Succession - The Need to Talk and Listen
Updated: Nov 21
Once upon a time there were two brothers, very healthy and in their late sixties, one had no children, the other had a son who was in the partnership and the main driving force behind the successful farming business. The land was owned evenly between the two brothers and not the partnership and was therefore not a partnership asset. Suddenly one of the brother's died(the one without children)leaving his surviving brother and nephew to run the farm. However, when the will was read it revealed a shock, the land that he owned, representing almost half of the farm, had been left to a distant cousin. They had never in their lives discussed succession.
Even when there is no immediate succession event, usually death, but occasionally and sadly, incapacity, lack of communication between the various members of a farming business can store up problems as this monologue illustrates:
I used to be an Agricultural Bank manager and several years ago both I and one of my colleagues had almost identical conversations with clients within the space of a month; that is, the younger generation had asked us to talk to their father because they no longer wished to farm any more.
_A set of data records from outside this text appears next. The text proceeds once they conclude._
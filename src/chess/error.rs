//! Failures that can be recovered from at the call boundary.
//!
//! Contract violations by the caller (e.g. applying a [`crate::chess::core::Move`]
//! whose source square does not hold the claimed piece) are not represented
//! here: they are programming errors and are caught by debug assertions.

use thiserror::Error;

/// Errors produced by parsing chess text formats.
#[derive(Debug, Clone, PartialEq, Eq, Error)]
pub enum Error {
    /// The input can not be interpreted as a (possibly truncated) FEN string.
    /// No existing [`crate::chess::position::Position`] is affected.
    #[error("malformed FEN: {reason}")]
    MalformedFen {
        #[allow(missing_docs)]
        reason: String,
    },
    /// A textual move can not be interpreted or resolved against the
    /// position.
    #[error("malformed move '{input}': {reason}")]
    MalformedMove {
        #[allow(missing_docs)]
        input: String,
        #[allow(missing_docs)]
        reason: String,
    },
    /// A single token (file, rank, square, color, piece or castling rights)
    /// is not valid.
    #[error("{0}")]
    Parse(String),
}

impl Error {
    pub(crate) fn malformed_fen(reason: impl Into<String>) -> Self {
        Self::MalformedFen {
            reason: reason.into(),
        }
    }

    pub(crate) fn malformed_move(input: &str, reason: impl Into<String>) -> Self {
        Self::MalformedMove {
            input: input.to_string(),
            reason: reason.into(),
        }
    }
}

/// Shorthand for results of parsing operations.
pub type Result<T> = std::result::Result<T, Error>;

/// Early-returns [`Error::Parse`] built from the format arguments.
macro_rules! bail_parse {
    ($($arg:tt)*) => {
        return Err($crate::chess::error::Error::Parse(format!($($arg)*)))
    };
}

pub(crate) use bail_parse;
As businesses and people change it is perfectly normal that different members of that business have changing priorities and expectations as to what they want from that business both in the form of purpose and income. It is also normal for people to change what they wish to do in life. However, all to often those, sometimes difficult, conversations are not had. Both professionals and charities like Farm Community Network can help (see link) https://farmwell.org.uk/succession-planning/
But, above all else it requires people to both talk and listen to each other.
Have you discussed succession in your farming business?